The FDA has been receiving a great deal of criticism from the clinical community about a variety of issues, but probably none is as contentious as the ongoing patient safety issues regarding harmful drug-drug interactions and drug-gene interactions, estimated by the Institute of Medicine to cause 250,000 deaths each year in the U.S.
The current generation of physicians has generally not been well-educated in the application of post-genomic medicine to clinical practice. Many pharmacists do not have the training in basic science, such as advanced biochemistry, pharmacology and genetics to be proficient in this domain.
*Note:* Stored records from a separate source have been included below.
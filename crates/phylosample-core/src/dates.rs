//! Date normalizer — resolves raw collection-date strings into calendar dates
//! or date ranges.
//!
//! Candidate formats are tried in order and the first one that succeeds wins.
//! Strings containing the [`WILDCARD`] placeholder in a component are expanded
//! to the range of dates they may denote; an unknown year cannot be expanded
//! and leaves the date unresolved.

use crate::types::{NumDate, RecordDate, SequenceRecord, DATE, RAW_DATE};
use chrono::{Datelike, Local, NaiveDate};
use std::fmt;

/// Placeholder marking an unknown date component, e.g. `2020-XX-XX`.
pub const WILDCARD: &str = "XX";

/// Average year length used for fractional years. Leap years are not
/// special-cased.
const DAYS_PER_YEAR: f64 = 365.25;

/// Convert a calendar date to a fractional year:
/// `year + days_since_jan_1 / 365.25`.
pub fn num_date(date: NaiveDate) -> f64 {
    f64::from(date.year()) + f64::from(date.ordinal0()) / DAYS_PER_YEAR
}

/// Fractional-year value of a normalised date, if it has one.
pub fn num_date_of(date: &RecordDate) -> Option<NumDate> {
    match date {
        RecordDate::Exact(d) => Some(NumDate::Point(num_date(*d))),
        RecordDate::Range { lower, upper } => {
            Some(NumDate::Interval([num_date(*lower), num_date(*upper)]))
        }
        RecordDate::Missing | RecordDate::Unparsed(_) => None,
    }
}

// ---------------------------------------------------------------------------
// Candidate formats
// ---------------------------------------------------------------------------

type ParseFn = Box<dyn Fn(&str) -> Option<NaiveDate> + Send + Sync>;

/// One candidate way of reading a date string.
pub enum DateFormat {
    /// A strftime-style pattern such as `%Y-%m-%d`. Must match the whole string.
    Pattern(String),
    /// A caller-supplied parser. Never used for wildcard dates.
    Custom(ParseFn),
}

impl DateFormat {
    pub fn pattern(pattern: impl Into<String>) -> Self {
        DateFormat::Pattern(pattern.into())
    }

    pub fn custom<F>(parse: F) -> Self
    where
        F: Fn(&str) -> Option<NaiveDate> + Send + Sync + 'static,
    {
        DateFormat::Custom(Box::new(parse))
    }
}

impl fmt::Debug for DateFormat {
    fn fmt(&self, f: &mut fmt::Formatter<'_>) -> fmt::Result {
        match self {
            DateFormat::Pattern(p) => f.debug_tuple("Pattern").field(p).finish(),
            DateFormat::Custom(_) => f.write_str("Custom(..)"),
        }
    }
}

// ---------------------------------------------------------------------------
// Ambiguous dates
// ---------------------------------------------------------------------------

#[derive(Debug, Clone, Copy, PartialEq, Eq)]
enum Component {
    Year,
    Month,
    Day,
}

impl Component {
    fn of_token(token: &str) -> Self {
        let token = token.to_ascii_lowercase();
        if token.contains('y') {
            Component::Year
        } else if token.contains('d') {
            Component::Day
        } else {
            Component::Month
        }
    }
}

#[derive(Debug, Default)]
struct Bounds {
    year: Option<i32>,
    month: Option<i32>,
    day: Option<i32>,
}

impl Bounds {
    fn set(&mut self, component: Component, value: i32) {
        match component {
            Component::Year => self.year = Some(value),
            Component::Month => self.month = Some(value),
            Component::Day => self.day = Some(value),
        }
    }

    fn to_date(&self) -> Option<NaiveDate> {
        let month = u32::try_from(self.month?).ok()?;
        let day = u32::try_from(self.day?).ok()?;
        NaiveDate::from_ymd_opt(self.year?, month, day)
    }
}

/// The separator is the character that closes the first `%` directive's
/// segment, e.g. `-` for `%Y-%m-%d`.
fn separator(pattern: &str) -> Option<char> {
    pattern.split('%').nth(1)?.chars().last()
}

/// Last day of `month`, with February fixed at 28.
fn last_day_of_month(month: i32) -> i32 {
    match month {
        1 | 3 | 5 | 7 | 8 | 10 | 12 => 31,
        2 => 28,
        _ => 30,
    }
}

/// Expand a wildcard date string into `(lower, upper)` according to `pattern`.
///
/// Unknown months span 1..=12 and unknown days 1..=31, with the upper day then
/// clamped to the length of the upper month. `upper` is clamped to `today`.
/// Returns `None` when the year is unknown or the string does not fit the
/// pattern.
pub fn ambiguous_date_range(
    raw: &str,
    pattern: &str,
    today: NaiveDate,
) -> Option<(NaiveDate, NaiveDate)> {
    let sep = separator(pattern)?;
    let field_sep = format!("{sep}%");

    let mut min = Bounds::default();
    let mut max = Bounds::default();

    for (value, token) in raw.split(sep).zip(pattern.split(field_sep.as_str())) {
        let component = Component::of_token(token);
        if value.contains(WILDCARD) {
            let (lo, hi) = match component {
                Component::Year => return None,
                Component::Month => (1, 12),
                Component::Day => (1, 31),
            };
            min.set(component, lo);
            max.set(component, hi);
        } else {
            let n: i32 = value.trim().parse().ok()?;
            min.set(component, n);
            max.set(component, n);
        }
    }

    max.day = Some(max.day?.min(last_day_of_month(max.month?)));

    let lower = min.to_date()?;
    let upper = max.to_date()?;
    Some((lower, if upper < today { upper } else { today }))
}

// ---------------------------------------------------------------------------
// DateNormalizer
// ---------------------------------------------------------------------------

/// Resolves date strings against an ordered list of candidate formats.
#[derive(Debug)]
pub struct DateNormalizer {
    formats: Vec<DateFormat>,
    today: NaiveDate,
}

impl DateNormalizer {
    pub fn new(formats: Vec<DateFormat>) -> Self {
        Self {
            formats,
            today: Local::now().date_naive(),
        }
    }

    /// Build from strftime-style patterns only.
    pub fn from_patterns<I, S>(patterns: I) -> Self
    where
        I: IntoIterator<Item = S>,
        S: Into<String>,
    {
        Self::new(patterns.into_iter().map(DateFormat::pattern).collect())
    }

    /// Override the date used to clamp the upper end of ranges.
    pub fn with_today(mut self, today: NaiveDate) -> Self {
        self.today = today;
        self
    }

    pub fn formats(&self) -> &[DateFormat] {
        &self.formats
    }

    /// Resolve a raw date string. The first format that accepts it wins; if
    /// none does the string comes back as [`RecordDate::Unparsed`].
    pub fn resolve(&self, raw: &str) -> RecordDate {
        if raw.is_empty() {
            return RecordDate::Missing;
        }
        for format in &self.formats {
            match self.try_format(raw, format) {
                Some(date) => return date,
                None => tracing::trace!(raw, ?format, "date format did not match"),
            }
        }
        RecordDate::Unparsed(raw.to_string())
    }

    fn try_format(&self, raw: &str, format: &DateFormat) -> Option<RecordDate> {
        if raw.contains(WILDCARD) {
            let DateFormat::Pattern(pattern) = format else {
                return None;
            };
            let (lower, upper) = ambiguous_date_range(raw, pattern, self.today)?;
            return Some(RecordDate::Range { lower, upper });
        }
        let date = match format {
            DateFormat::Pattern(pattern) => NaiveDate::parse_from_str(raw, pattern).ok(),
            DateFormat::Custom(parse) => parse(raw),
        };
        date.map(RecordDate::Exact)
    }

    /// Normalise the `date` attribute of one record in place.
    ///
    /// On success the string moves from `date` to `raw_date`, and `date` /
    /// `num_date` carry the typed result. On failure the attribute is left
    /// untouched and the record is marked [`RecordDate::Unparsed`]. A record
    /// already resolved with no new `date` attribute is left as it is.
    pub fn normalize(&self, record: &mut SequenceRecord) {
        if record.date.is_resolved() && !record.attributes.contains_key(DATE) {
            return;
        }
        let resolved = match record.attributes.get(DATE) {
            Some(raw) => self.resolve(raw),
            None => RecordDate::Missing,
        };
        if resolved.is_resolved() {
            if let Some(raw) = record.attributes.remove(DATE) {
                record.attributes.insert(RAW_DATE.to_string(), raw);
            }
        } else if let RecordDate::Unparsed(raw) = &resolved {
            tracing::debug!(id = %record.id, raw = %raw, "could not parse date");
        }
        record.num_date = num_date_of(&resolved);
        record.date = resolved;
    }
}

// ---------------------------------------------------------------------------
// Tests
// ---------------------------------------------------------------------------
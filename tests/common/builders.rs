//! Test builders — ergonomic constructors for `SequenceRecord` and corpora.
//!
//! These builders are designed for readability in test assertions, not for
//! production use. They panic on invalid input rather than returning `Result`.

use chrono::NaiveDate;
use phylosample_core::{RecordDate, SequenceRecord};

/// Attribute read by `attribute_priority` in the harnesses.
pub const SCORE: &str = "score";

pub fn ymd(year: i32, month: u32, day: u32) -> NaiveDate {
    NaiveDate::from_ymd_opt(year, month, day).expect("valid test date")
}

// ---------------------------------------------------------------------------
// RecordBuilder
// ---------------------------------------------------------------------------

/// Fluent builder for [`SequenceRecord`] test fixtures.
///
/// # Example
///
/// ```rust
/// let record = RecordBuilder::new("A/Perth/16/2009")
///     .date(2009, 7, 4)
///     .attr("region", "oceania")
///     .score(0.9)
///     .build();
/// ```
pub struct RecordBuilder {
    record: SequenceRecord,
}

impl RecordBuilder {
    pub fn new(id: impl Into<String>) -> Self {
        Self {
            record: SequenceRecord::new(id, "ACGTACGT"),
        }
    }

    pub fn seq(mut self, seq: impl Into<String>) -> Self {
        self.record.seq = seq.into();
        self
    }

    pub fn description(mut self, description: impl Into<String>) -> Self {
        self.record.description = description.into();
        self
    }

    pub fn attr(mut self, key: impl Into<String>, value: impl Into<String>) -> Self {
        self.record.attributes.insert(key.into(), value.into());
        self
    }

    /// Set an already-resolved exact date.
    pub fn date(mut self, year: i32, month: u32, day: u32) -> Self {
        self.record.date = RecordDate::Exact(ymd(year, month, day));
        self
    }

    /// Set the raw, not yet normalised, `date` attribute.
    pub fn raw_date(self, raw: &str) -> Self {
        self.attr("date", raw)
    }

    pub fn score(self, score: f64) -> Self {
        self.attr(SCORE, score.to_string())
    }

    pub fn build(self) -> SequenceRecord {
        self.record
    }
}

// ---------------------------------------------------------------------------
// Convenience constructors
// ---------------------------------------------------------------------------

/// A record with an exact date on the first of the month and a score.
pub fn scored_record(id: &str, year: i32, month: u32, score: f64) -> SequenceRecord {
    RecordBuilder::new(id).date(year, month, 1).score(score).build()
}

/// A record carrying only a raw date string.
pub fn raw_dated_record(id: &str, raw: &str) -> SequenceRecord {
    RecordBuilder::new(id).raw_date(raw).build()
}

// ---------------------------------------------------------------------------
// Corpus helpers
// ---------------------------------------------------------------------------

/// `n` dated records spread over the twelve months of 2020, with distinct
/// scores so the expected survivors of each month are known.
pub fn build_corpus(n: usize) -> Vec<SequenceRecord> {
    (0..n)
        .map(|i| {
            let month = (i % 12) as u32 + 1;
            RecordBuilder::new(format!("strain-{i}"))
                .date(2020, month, (i % 28) as u32 + 1)
                .score(i as f64)
                .attr("region", ["asia", "europe", "africa"][i % 3])
                .build()
        })
        .collect()
}
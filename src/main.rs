use anyhow::Context;
use clap::Parser;
use phylosample::config::Settings;
use phylosample::{pipeline, TracingDropLog};
use std::path::PathBuf;

#[derive(Parser)]
#[command(
    name = "phylosample",
    about = "Normalise collection dates and subsample a sequence set per category"
)]
struct Cli {
    /// JSON array of records: [{"name", "description", "seq"}, ...].
    #[arg(long)]
    input: PathBuf,

    /// Config file (TOML, YAML or JSON). Defaults to the per-user config.
    #[arg(long)]
    config: Option<PathBuf>,

    /// Write the output document here instead of stdout.
    #[arg(long)]
    output: Option<PathBuf>,

    /// Override the segment name.
    #[arg(long)]
    segment: Option<String>,

    /// Override the per-category threshold.
    #[arg(long, allow_negative_numbers = true)]
    threshold: Option<i64>,

    /// Seed for the random default priority.
    #[arg(long)]
    seed: Option<u64>,

    /// Log every dropped record.
    #[arg(long)]
    debug: bool,
}

fn main() -> anyhow::Result<()> {
    let cli = Cli::parse();

    let default_level = if cli.debug { "debug" } else { "info" };
    tracing_subscriber::fmt()
        .with_writer(std::io::stderr)
        .with_env_filter(
            tracing_subscriber::EnvFilter::try_from_env("RUST_LOG")
                .unwrap_or_else(|_| tracing_subscriber::EnvFilter::new(default_level)),
        )
        .init();

    let mut settings = Settings::load(cli.config.as_deref()).context("could not load config")?;
    if let Some(segment) = cli.segment {
        settings.segment = segment;
    }
    if let Some(threshold) = cli.threshold {
        settings.subsample.threshold = threshold;
    }
    if cli.seed.is_some() {
        settings.subsample.seed = cli.seed;
    }

    let records = pipeline::load_records(&cli.input)?;
    let outcome = pipeline::run(&settings, records, &mut TracingDropLog)?;

    let input_file = cli.input.display().to_string();
    match &cli.output {
        Some(path) => {
            let file = std::fs::File::create(path)
                .with_context(|| format!("could not create {}", path.display()))?;
            outcome
                .set
                .write_json(std::io::BufWriter::new(file), Some(&input_file))?;
            tracing::info!(path = %path.display(), n = outcome.set.len(), "wrote sequences");
        }
        None => outcome.set.write_json(std::io::stdout().lock(), Some(&input_file))?,
    }
    Ok(())
}
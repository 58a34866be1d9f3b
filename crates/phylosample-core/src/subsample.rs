//! Subsampler — reduces a sequence set to at most `threshold` records per
//! category, keeping the highest-priority records of each category.
//!
//! The three strategies (category, priority, threshold) are bundled in a
//! [`SubsampleConfig`]. Each slot has a default:
//!
//! | Slot | Default |
//! |------|---------|
//! | category | `(year, month)` of the resolved date, see [`date_category`] |
//! | priority | uniform random score, see [`random_priority`] |
//! | threshold | constant 5, see [`DEFAULT_THRESHOLD`] |

use crate::types::SequenceRecord;
use rand::{rngs::StdRng, Rng, SeedableRng};
use std::collections::HashMap;
use std::fmt;
use std::hash::Hash;

/// Records kept per category when no threshold is configured.
pub const DEFAULT_THRESHOLD: i64 = 5;

/// Pseudo-attributes that [`trait_category`] reads from the resolved date when
/// the record has no attribute of that name.
const YEAR: &str = "year";
const MONTH: &str = "month";

// ---------------------------------------------------------------------------
// Category keys
// ---------------------------------------------------------------------------

/// Grouping key produced by the built-in category strategies.
#[derive(Debug, Clone, PartialEq, Eq, Hash, PartialOrd, Ord)]
pub enum CategoryKey {
    /// Year and month of the record's working date.
    YearMonth { year: i32, month: u32 },
    /// The record has no resolved date.
    Undated,
    /// Values of a list of attributes, in configuration order.
    Traits(Vec<Option<String>>),
}

impl fmt::Display for CategoryKey {
    fn fmt(&self, f: &mut fmt::Formatter<'_>) -> fmt::Result {
        match self {
            CategoryKey::YearMonth { year, month } => write!(f, "{year}-{month:02}"),
            CategoryKey::Undated => write!(f, "undated"),
            CategoryKey::Traits(values) => {
                let parts: Vec<&str> = values
                    .iter()
                    .map(|v| v.as_deref().unwrap_or("?"))
                    .collect();
                write!(f, "{}", parts.join("/"))
            }
        }
    }
}

/// Default category: `(year, month)` of the working date.
pub fn date_category(record: &SequenceRecord) -> CategoryKey {
    match record.date.year_month() {
        Some((year, month)) => CategoryKey::YearMonth { year, month },
        None => CategoryKey::Undated,
    }
}

/// Category built from the values of `fields`. `year` and `month` fall back to
/// the working date when the record carries no such attribute.
pub fn trait_category(fields: Vec<String>) -> impl Fn(&SequenceRecord) -> CategoryKey {
    move |record| {
        let values = fields
            .iter()
            .map(|field| match record.attribute(field) {
                Some(value) => Some(value.to_string()),
                None => {
                    let (year, month) = record.date.year_month()?;
                    match field.as_str() {
                        YEAR => Some(year.to_string()),
                        MONTH => Some(month.to_string()),
                        _ => None,
                    }
                }
            })
            .collect();
        CategoryKey::Traits(values)
    }
}

// ---------------------------------------------------------------------------
// Priority
// ---------------------------------------------------------------------------

pub type CategoryFn<K> = Box<dyn Fn(&SequenceRecord) -> K>;
pub type PriorityFn = Box<dyn FnMut(&SequenceRecord) -> f64>;

/// Default priority: a uniform random score in `[0, 1)`. A seed makes the
/// sequence of scores reproducible.
pub fn random_priority(seed: Option<u64>) -> PriorityFn {
    let mut rng = match seed {
        Some(seed) => StdRng::seed_from_u64(seed),
        None => StdRng::from_os_rng(),
    };
    Box::new(move |_| rng.random::<f64>())
}

/// Priority read from a numeric attribute. Records without a parseable value,
/// or with `NaN`, rank below every record that has one.
pub fn attribute_priority(field: String) -> impl FnMut(&SequenceRecord) -> f64 {
    move |record| {
        record
            .attribute(&field)
            .and_then(|v| v.trim().parse::<f64>().ok())
            .filter(|v| !v.is_nan())
            .unwrap_or(f64::NEG_INFINITY)
    }
}

// ---------------------------------------------------------------------------
// Threshold
// ---------------------------------------------------------------------------

/// Maximum number of records kept for a category. Zero or negative values
/// drop the whole category.
pub enum Threshold<K> {
    Constant(i64),
    PerCategory(Box<dyn Fn(&K) -> i64>),
}

impl<K> Threshold<K> {
    pub fn for_category(&self, category: &K) -> i64 {
        match self {
            Threshold::Constant(n) => *n,
            Threshold::PerCategory(f) => f(category),
        }
    }
}

impl<K> From<i64> for Threshold<K> {
    fn from(n: i64) -> Self {
        Threshold::Constant(n)
    }
}

impl<K> Default for Threshold<K> {
    fn default() -> Self {
        Threshold::Constant(DEFAULT_THRESHOLD)
    }
}

impl<K> fmt::Debug for Threshold<K> {
    fn fmt(&self, f: &mut fmt::Formatter<'_>) -> fmt::Result {
        match self {
            Threshold::Constant(n) => f.debug_tuple("Constant").field(n).finish(),
            Threshold::PerCategory(_) => f.write_str("PerCategory(..)"),
        }
    }
}

// ---------------------------------------------------------------------------
// SubsampleConfig
// ---------------------------------------------------------------------------

/// Strategy bundle for [`subsample`].
pub struct SubsampleConfig<K = CategoryKey> {
    category: CategoryFn<K>,
    priority: PriorityFn,
    threshold: Threshold<K>,
}

impl Default for SubsampleConfig<CategoryKey> {
    fn default() -> Self {
        Self::new(date_category)
    }
}

impl<K> SubsampleConfig<K> {
    /// Group by `category`; priority and threshold take their defaults.
    pub fn new<F>(category: F) -> Self
    where
        F: Fn(&SequenceRecord) -> K + 'static,
    {
        Self {
            category: Box::new(category),
            priority: random_priority(None),
            threshold: Threshold::default(),
        }
    }

    pub fn with_priority<F>(mut self, priority: F) -> Self
    where
        F: FnMut(&SequenceRecord) -> f64 + 'static,
    {
        self.priority = Box::new(priority);
        self
    }

    /// Use the random default priority, seeded for reproducible runs.
    pub fn with_seed(mut self, seed: u64) -> Self {
        self.priority = random_priority(Some(seed));
        self
    }

    /// Same threshold for every category.
    pub fn with_threshold(mut self, threshold: i64) -> Self {
        self.threshold = Threshold::Constant(threshold);
        self
    }

    pub fn with_threshold_fn<F>(mut self, threshold: F) -> Self
    where
        F: Fn(&K) -> i64 + 'static,
    {
        self.threshold = Threshold::PerCategory(Box::new(threshold));
        self
    }

    pub fn threshold(&self) -> &Threshold<K> {
        &self.threshold
    }
}

impl<K> fmt::Debug for SubsampleConfig<K> {
    fn fmt(&self, f: &mut fmt::Formatter<'_>) -> fmt::Result {
        f.debug_struct("SubsampleConfig")
            .field("threshold", &self.threshold)
            .finish_non_exhaustive()
    }
}

// ---------------------------------------------------------------------------
// Subsampling
// ---------------------------------------------------------------------------

/// Bookkeeping for one category.
#[derive(Debug, Clone, PartialEq)]
pub struct CategorySummary<K> {
    pub category: K,
    pub size: usize,
    pub threshold: i64,
    pub under_sampling: f64,
    pub kept: usize,
}

/// Outcome of a subsampling pass.
#[derive(Debug, Clone, PartialEq)]
pub struct SubsampleReport<K> {
    pub before: usize,
    pub after: usize,
    pub categories: Vec<CategorySummary<K>>,
}

/// `min(1.0, size / threshold)`; a non-positive threshold counts as saturated.
pub fn under_sampling(size: usize, threshold: i64) -> f64 {
    if threshold <= 0 {
        return 1.0;
    }
    (size as f64 / threshold as f64).min(1.0)
}

/// Partition `records` by category and keep the `threshold` highest-priority
/// records of each category.
///
/// Every record, kept or not, has its priority and its category's
/// under-sampling factor written to [`SequenceRecord::sampling`]. Ties in
/// priority are kept in bucket order.
pub fn subsample<K>(
    records: impl IntoIterator<Item = SequenceRecord>,
    config: &mut SubsampleConfig<K>,
) -> (HashMap<String, SequenceRecord>, SubsampleReport<K>)
where
    K: Hash + Eq + Clone,
{
    let mut index: HashMap<K, usize> = HashMap::new();
    let mut buckets: Vec<(K, Vec<(f64, SequenceRecord)>)> = Vec::new();
    let mut before = 0;

    for mut record in records {
        before += 1;
        let priority = (config.priority)(&record);
        record.sampling.priority = Some(priority);
        let category = (config.category)(&record);
        let slot = *index.entry(category.clone()).or_insert_with(|| {
            buckets.push((category, Vec::new()));
            buckets.len() - 1
        });
        buckets[slot].1.push((priority, record));
    }

    let mut kept = HashMap::new();
    let mut categories = Vec::with_capacity(buckets.len());

    for (category, mut bucket) in buckets {
        let threshold = config.threshold.for_category(&category);
        let factor = under_sampling(bucket.len(), threshold);
        for (_, record) in &mut bucket {
            record.sampling.under_sampling = Some(factor);
        }
        bucket.sort_by(|a, b| b.0.total_cmp(&a.0));

        let size = bucket.len();
        let take = usize::try_from(threshold).unwrap_or(0).min(size);
        kept.extend(
            bucket
                .into_iter()
                .take(take)
                .map(|(_, record)| (record.id.clone(), record)),
        );
        categories.push(CategorySummary {
            category,
            size,
            threshold,
            under_sampling: factor,
            kept: take,
        });
    }

    let report = SubsampleReport {
        before,
        after: kept.len(),
        categories,
    };
    (kept, report)
}

// ---------------------------------------------------------------------------
// Tests
// ---------------------------------------------------------------------------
The differences in response to medications are always greater between members of a population than they are within the same person or between monozygotic twins at different times. The existence of large population differences with small intra-patient variability is consistent with inheritance as a determinant of drug response. It is estimated that genetics can account for 30 to 95% of variability in drug disposition and effects. Genetic polymorphisms in drug-metabolizing enzymes, transporters, receptors, and other drug targets have been linked to inter-individual differences in the efficacy and toxicity of many medications.
The FDA has prepared draft language that will become an annual certification requirement for most medical specialties. The FDA Certification Requirement in Pharmacogenetics will be phased in as of 2012 – 2015, with certain hospital-based medical specialties being the first to undergo Annual Certification. The curriculum needed to educate clinicians will be developed by independent organizations, following guidelines developed by the FDA.
The draft language contains the following learning objectives:
“Demonstrable knowledge of pharmacogenomic and related safety and efficacy pharmacologic knowledge contained in Drug Labels, including the following:
- When to perform a gene test or molecular diagnostic test based on the patient’s genetic composition.
- Interpretation and knowledge of risk alleles and other personal genomic data from gene test/molecular diagnostic results that determine use and dose.
- Understand pharmacokinetics and pharmacodynamics to the extent that determination can be made of possible harmful drug-drug and drug-gene allele interactions for individual patients.
- The ability to perform a comprehensive family history and interpret the results as they apply to pharmaceutical dosing.”
As previously suggested in a previous blog, the delivery of content and learning management may be based on the Electronic Health Record (EHR), or through other software applications.